Might your need to be able to show more enthusiasm
be met by this management training course
called Skills with People?
Yes if you agree with any of the following
- You love your job, and you assume people at work know you do.
- You've never been one for discussing how you feel about things.
- You're uncomfortable about saying how enthusistic you are - people might doubt your sincerity.
- Alternative scenario - Actually you're not very enthusiasic about your job. There are difficulties, and because you keep quiet about them they weigh you down. Instead of your natural enthusiasm you've become rather depressed. Perhaps learning to express your feelings would help you recover your enthusiasm, provided you could find a way of doing it that wouldn't make things worse.
What you'll take away from this course
You'll be more communicative about what you want and how you feel. This will enable you to show more enthusiasm. We'll help you find a way to say what you mean and mean what you say so that people believe you. You'll no longer assume they know how you feel without being told.
If you've lost your enthusiasm you could begin to recover it by exploring what's bothering you with someone who's interested in you. Simply letting off steam, getting if off your chest, can be a great way to begin to recover your natural energy and enthusiasm.
If so, you can have a FREE exploratory coaching session. It'll give you a foretaste of what you can get from the course. You make no commitment to proceed beyond this until you're sure this training is relevant to your own particular need.
How to accept this offer
Simply contact us for a preliminary chat and to arrange your free exploratory coaching session.
What this session will do for you
In this session we'll aim to give you something practical you can use right away that'll help you handle a difficult situation more successfully at work. All you need do to prepare for this session is think about the kinds of situations you want to be able to handle more successfully.
You'll find answers to many of your questions about the content and method of this course under FAQs (in the main menu above).
How the skills you'll practise on this course
can help you be much more successful
at showing enthusiasm
Here's an example of someone who needed to show more enthusiasm.
He was the chief factory engineer, and loved his job. There was nothing he enjoyed more than fixing problems for people who came to him for help - at least, that was how he felt about it. The trouble was that only those who knew him really well appreciated this. The ones who didn’t know him so well perceived him in quite a different way. To them he seemed unwilling to help, negative and discouraging, and his reputation in the factory was as a poor team player. His manager was so concerned about it that he told the engineer in no uncertain terms to change his attitude if he wanted to keep his job. The engineer was stunned and extremely upset.
The way he responded to people before he has the training
The key to the problem was in how the engineer typically responded to people who came to him with requests for help. His private reaction was that he was glad to be asked and eager to get down to detail – though he rarely revealed this.

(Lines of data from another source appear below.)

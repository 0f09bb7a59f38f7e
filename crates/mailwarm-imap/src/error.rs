//! IMAP client errors.

use thiserror::Error;

/// Failure of an IMAP round trip.
#[derive(Debug, Error)]
pub enum Error {
    /// Socket read or write failed.
    #[error("I/O error: {0}")]
    Io(#[from] std::io::Error),

    /// TLS negotiation failed.
    #[error("TLS error: {0}")]
    Tls(#[from] rustls::Error),

    /// Host name is not usable as a TLS server name.
    #[error("invalid server name: {0}")]
    InvalidDnsName(#[from] rustls::pki_types::InvalidDnsNameError),

    /// Tagged `NO`.
    #[error("server said NO: {0}")]
    No(String),

    /// Tagged `BAD`.
    #[error("server said BAD: {0}")]
    Bad(String),

    /// Untagged `BYE`; the server is closing the connection.
    #[error("server closed the session: {0}")]
    Bye(String),

    /// Operation not allowed on this connection.
    #[error("invalid state: {0}")]
    InvalidState(String),

    /// Reply could not be understood.
    #[error("protocol error: {0}")]
    Protocol(String),
}

impl Error {
    /// True for a tagged `NO` or `BAD`: the session is still usable.
    #[must_use]
    pub const fn is_rejection(&self) -> bool {
        matches!(self, Self::No(_) | Self::Bad(_))
    }
}

/// Result alias for this crate.
pub type Result<T> = std::result::Result<T, Error>;
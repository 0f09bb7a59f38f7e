//! Inbox model types.

use chrono::{DateTime, Utc};
use serde::{Deserialize, Serialize};

/// Opaque inbox identifier.
#[derive(Debug, Clone, PartialEq, Eq, Hash, PartialOrd, Ord, Serialize, Deserialize)]
#[serde(transparent)]
pub struct InboxId(String);

impl InboxId {
    /// Generates a fresh identifier.
    #[must_use]
    pub fn generate() -> Self {
        Self(uuid::Uuid::new_v4().to_string())
    }

    /// Returns the identifier as a string slice.
    #[must_use]
    pub fn as_str(&self) -> &str {
        &self.0
    }
}

impl From<String> for InboxId {
    fn from(value: String) -> Self {
        Self(value)
    }
}

impl From<&str> for InboxId {
    fn from(value: &str) -> Self {
        Self(value.to_string())
    }
}

impl std::fmt::Display for InboxId {
    fn fmt(&self, f: &mut std::fmt::Formatter<'_>) -> std::fmt::Result {
        f.write_str(&self.0)
    }
}

/// Security/encryption mode for connections.
#[derive(Debug, Clone, Copy, PartialEq, Eq, Default, Serialize, Deserialize)]
#[serde(rename_all = "lowercase")]
pub enum Security {
    /// No encryption.
    None,
    /// Implicit TLS (connect directly with TLS).
    #[default]
    Tls,
    /// STARTTLS upgrade after plaintext connect.
    StartTls,
}

impl Security {
    /// Storage representation.
    #[must_use]
    pub const fn as_str(self) -> &'static str {
        match self {
            Self::None => "none",
            Self::Tls => "tls",
            Self::StartTls => "starttls",
        }
    }

    /// Parses the storage representation; unknown values fall back to TLS.
    #[must_use]
    pub fn parse(value: &str) -> Self {
        match value {
            "none" => Self::None,
            "starttls" => Self::StartTls,
            _ => Self::Tls,
        }
    }
}

/// Outbound (SMTP submission) settings.
#[derive(Debug, Clone, PartialEq, Eq, Serialize, Deserialize)]
#[serde(default)]
pub struct SmtpConfig {
    /// Server hostname.
    pub host: String,
    /// Server port; 0 means the default for `security`.
    pub port: u16,
    /// Security mode.
    pub security: Security,
    /// Login, also used as the sender address.
    pub username: String,
    /// Password.
    #[serde(skip_serializing)]
    pub password: String,
}

impl Default for SmtpConfig {
    fn default() -> Self {
        Self {
            host: String::new(),
            port: 0,
            security: Security::StartTls,
            username: String::new(),
            password: String::new(),
        }
    }
}

impl SmtpConfig {
    /// Default port for the security mode.
    #[must_use]
    pub const fn default_port(security: Security) -> u16 {
        match security {
            Security::Tls => 465,
            Security::StartTls => 587,
            Security::None => 25,
        }
    }

    /// Configured port, or the default for the security mode.
    #[must_use]
    pub const fn effective_port(&self) -> u16 {
        if self.port == 0 {
            Self::default_port(self.security)
        } else {
            self.port
        }
    }
}

/// Inbound (IMAP) settings.
#[derive(Debug, Clone, Default, PartialEq, Eq, Serialize, Deserialize)]
#[serde(default)]
pub struct ImapConfig {
    /// Server hostname.
    pub host: String,
    /// Server port; 0 means the default for `security`.
    pub port: u16,
    /// Security mode.
    pub security: Security,
    /// Login.
    pub username: String,
    /// Password.
    #[serde(skip_serializing)]
    pub password: String,
}

impl ImapConfig {
    /// Default port for the security mode.
    #[must_use]
    pub const fn default_port(security: Security) -> u16 {
        match security {
            Security::Tls => 993,
            Security::StartTls | Security::None => 143,
        }
    }

    /// Configured port, or the default for the security mode.
    #[must_use]
    pub const fn effective_port(&self) -> u16 {
        if self.port == 0 {
            Self::default_port(self.security)
        } else {
            self.port
        }
    }

    /// True when host, username and password are all set.
    #[must_use]
    pub fn is_complete(&self) -> bool {
        !self.host.trim().is_empty() && !self.username.is_empty() && !self.password.is_empty()
    }
}

/// An email account under warm-up.
#[derive(Debug, Clone, PartialEq, Eq, Serialize, Deserialize)]
pub struct Inbox {
    /// Identifier.
    pub id: InboxId,
    /// Unique display label.
    pub label: String,
    /// Provider tag; only `smtp` is used today.
    pub provider: String,
    /// Sends intended per day. Values below 1 are treated as 1 when planning.
    pub daily_target: i64,
    /// Whether the scheduler processes this inbox.
    pub active: bool,
    /// Outbound settings.
    pub smtp: SmtpConfig,
    /// Inbound settings.
    pub imap: ImapConfig,
    /// Creation time.
    pub created_at: DateTime<Utc>,
}

impl Inbox {
    /// Address used as `From` and SMTP envelope sender.
    #[must_use]
    pub fn sender_address(&self) -> &str {
        &self.smtp.username
    }
}

/// Fields for creating an inbox.
#[derive(Debug, Clone, Deserialize)]
pub struct NewInbox {
    /// Unique display label.
    pub label: String,
    /// Provider tag.
    #[serde(default = "default_provider")]
    pub provider: String,
    /// Sends intended per day.
    #[serde(default = "default_daily_target")]
    pub daily_target: i64,
    /// Whether the inbox starts active.
    #[serde(default = "default_active")]
    pub active: bool,
    /// Outbound settings.
    #[serde(default)]
    pub smtp: SmtpConfig,
    /// Inbound settings.
    #[serde(default)]
    pub imap: ImapConfig,
}

impl NewInbox {
    /// Creates a request with defaults for everything but the label.
    #[must_use]
    pub fn new(label: impl Into<String>) -> Self {
        Self {
            label: label.into(),
            provider: default_provider(),
            daily_target: default_daily_target(),
            active: default_active(),
            smtp: SmtpConfig::default(),
            imap: ImapConfig::default(),
        }
    }
}

fn default_provider() -> String {
    "smtp".to_string()
}

const fn default_daily_target() -> i64 {
    20
}

const fn default_active() -> bool {
    true
}

/// Partial update of an inbox.
#[derive(Debug, Clone, Default, Deserialize)]
pub struct InboxUpdate {
    /// New label.
    pub label: Option<String>,
    /// New daily target.
    pub daily_target: Option<i64>,
    /// New active flag.
    pub active: Option<bool>,
}

impl InboxUpdate {
    /// True when nothing would change.
    #[must_use]
    pub const fn is_empty(&self) -> bool {
        self.label.is_none() && self.daily_target.is_none() && self.active.is_none()
    }
}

Instead, he would ask technical questions and frown as he applied his mind to the difficulties he was going to have to overcome in order to solve the problem. To most people this gave the totally false signal that he was unwilling or unable to help. The problem was he never said he was keen to help. Nor did he reassure his colleagues that he was confident that, although it might not be easy, he realised how urgent the problem was to them and would not rest until he'd solved it for them. In fact he communicated very little except screw up his face while he was thinking.

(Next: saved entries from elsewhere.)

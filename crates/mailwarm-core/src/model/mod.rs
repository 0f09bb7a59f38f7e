//! Domain model: inboxes under warm-up, their peers and the activity logs.

mod inbox;
mod log;
mod peer;

pub use inbox::{ImapConfig, Inbox, InboxId, InboxUpdate, NewInbox, Security, SmtpConfig};
pub use log::{NewSendLog, ReadAction, ReadEvent, SendLogEntry};
pub use peer::Peer;
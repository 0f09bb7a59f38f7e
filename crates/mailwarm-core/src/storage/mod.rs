//! Persistence for inboxes, peers and activity logs.

mod migrations;
mod sqlite;

use async_trait::async_trait;
use chrono::{DateTime, Utc};

pub use self::migrations::{MIGRATIONS, Migration, migrate};
pub use self::sqlite::SqliteStore;
use crate::Result;
use crate::model::{Inbox, InboxId, NewSendLog, Peer, ReadEvent};

/// Storage operations the warm-up pipeline depends on.
///
/// Log appends are independent inserts, so concurrent inbox pipelines can
/// share one store.
#[async_trait]
pub trait WarmupStore: Send + Sync {
    /// Inboxes with `active` set.
    async fn list_active_inboxes(&self) -> Result<Vec<Inbox>>;

    /// Peer pool of an inbox.
    async fn list_peers(&self, inbox: &InboxId) -> Result<Vec<Peer>>;

    /// Send attempts (successful or not) logged for `inbox` at or after `since`.
    async fn count_sends_since(&self, inbox: &InboxId, since: DateTime<Utc>) -> Result<usize>;

    /// Records one send attempt.
    async fn append_send_log(&self, entry: NewSendLog) -> Result<()>;

    /// Records an engagement event.
    async fn append_read_event(&self, event: &ReadEvent) -> Result<()>;
}
//! Stream types for IMAP connections.

#![allow(clippy::missing_errors_doc)]

use std::io;
use std::pin::Pin;
use std::sync::Arc;
use std::task::{Context, Poll};

use rustls::pki_types::ServerName;
use tokio::io::{AsyncRead, AsyncWrite, ReadBuf};
use tokio::net::TcpStream;
use tokio_rustls::TlsConnector;
use tokio_rustls::client::TlsStream;

use crate::{Error, Result};

/// A stream that can be either plaintext or TLS.
pub enum ImapStream {
    /// Plaintext TCP stream.
    Plain(TcpStream),
    /// TLS-encrypted stream.
    Tls(Box<TlsStream<TcpStream>>),
}

impl ImapStream {
    /// Upgrades a plaintext stream to TLS after STARTTLS.
    pub async fn upgrade_to_tls(self, host: &str) -> Result<Self> {
        match self {
            Self::Plain(tcp) => {
                let tls = handshake(host, tcp).await?;
                Ok(Self::Tls(Box::new(tls)))
            }
            Self::Tls(_) => Err(Error::InvalidState("stream is already TLS".to_string())),
        }
    }

    /// Returns true if the stream is TLS-encrypted.
    #[must_use]
    pub const fn is_tls(&self) -> bool {
        matches!(self, Self::Tls(_))
    }
}

impl AsyncRead for ImapStream {
    fn poll_read(
        self: Pin<&mut Self>,
        cx: &mut Context<'_>,
        buf: &mut ReadBuf<'_>,
    ) -> Poll<io::Result<()>> {
        match self.get_mut() {
            Self::Plain(stream) => Pin::new(stream).poll_read(cx, buf),
            Self::Tls(stream) => Pin::new(stream).poll_read(cx, buf),
        }
    }
}

impl AsyncWrite for ImapStream {
    fn poll_write(
        self: Pin<&mut Self>,
        cx: &mut Context<'_>,
        buf: &[u8],
    ) -> Poll<io::Result<usize>> {
        match self.get_mut() {
            Self::Plain(stream) => Pin::new(stream).poll_write(cx, buf),
            Self::Tls(stream) => Pin::new(stream).poll_write(cx, buf),
        }
    }

    fn poll_flush(self: Pin<&mut Self>, cx: &mut Context<'_>) -> Poll<io::Result<()>> {
        match self.get_mut() {
            Self::Plain(stream) => Pin::new(stream).poll_flush(cx),
            Self::Tls(stream) => Pin::new(stream).poll_flush(cx),
        }
    }

    fn poll_shutdown(self: Pin<&mut Self>, cx: &mut Context<'_>) -> Poll<io::Result<()>> {
        match self.get_mut() {
            Self::Plain(stream) => Pin::new(stream).poll_shutdown(cx),
            Self::Tls(stream) => Pin::new(stream).poll_shutdown(cx),
        }
    }
}

/// Creates a TLS connector trusting the webpki root set.
pub fn create_tls_connector() -> Result<TlsConnector> {
    let root_store = rustls::RootCertStore {
        roots: webpki_roots::TLS_SERVER_ROOTS.to_vec(),
    };

    let config = rustls::ClientConfig::builder()
        .with_root_certificates(root_store)
        .with_no_client_auth();

    Ok(TlsConnector::from(Arc::new(config)))
}

async fn handshake(host: &str, tcp: TcpStream) -> Result<TlsStream<TcpStream>> {
    let connector = create_tls_connector()?;
    let server_name = ServerName::try_from(host.to_string())?;
    Ok(connector.connect(server_name, tcp).await?)
}

/// Connects with implicit TLS (usually port 993).
pub async fn connect_tls(host: &str, port: u16) -> Result<ImapStream> {
    let tcp = TcpStream::connect((host, port)).await?;
    let tls = handshake(host, tcp).await?;
    tracing::debug!(host, port, "IMAP TLS connection established");
    Ok(ImapStream::Tls(Box::new(tls)))
}

/// Connects without TLS (for STARTTLS or plaintext servers).
pub async fn connect_plain(host: &str, port: u16) -> Result<ImapStream> {
    let tcp = TcpStream::connect((host, port)).await?;
    tracing::debug!(host, port, "IMAP plaintext connection established");
    Ok(ImapStream::Plain(tcp))
}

Mental obstacles hindering him from showing emthusiasm
There were two main mental obstacles he needed help to overcome in order to rescue his reputation and his career. The first was his assumption that other people were telepathic, in other words, that they would know how enthusiastic he was to help without him telling them. The second was that he was not used to telling people how he felt. Life had taught him it was better to keep his feelings to himself.
New skills that enabled him to show more enthusiasm and be better understood
He first needed to see himself in action responding to someone who came to him with a typical problem, so that he could appreciate how he was coming across and the effect he was having. A typical conversation was video-recorded, and as soon as he saw it he saw the point. What shocked him was how off-putting was his actual behaviour at the very moment when he was trying to be helpful. Because of his uncommunicative and apparently unenthusiastic response the effect he was having was the opposite of the one he intended.
No wonder, he realised, that he was being misunderstood. It still remained for him, with further coaching and practice, to get used to talking in a more openly enthusiastic way in order to prevent people from getting the wrong idea about his attitude. At first he felt uncomfortable doing it, but the results were very encouraging, and he was soon able to put his communication problems behind him. He reported back to the trainer some time later that what he had learned had not only helped him at work but had also made a big difference at home.
Yet more reasons why you might benefit
from this training in how to show enthusiasm
- I've been told I don't show enough enthusiasm. I'd like to show more, but I don't know how.
- I've never liked telling people how I feel. It never occurred to me that if don't tell them they won't know.
- I have strong feelings but I keep them to myself. Perhaps it's time to learn to express them more, talk about them, be more open.
- I'd like to be able to communicate my true feelings, speak more frankly, be more honest, stop keeping feelings so close to my chest. But I'm afraid I'll be misunderstood or thought of as a trouble maker.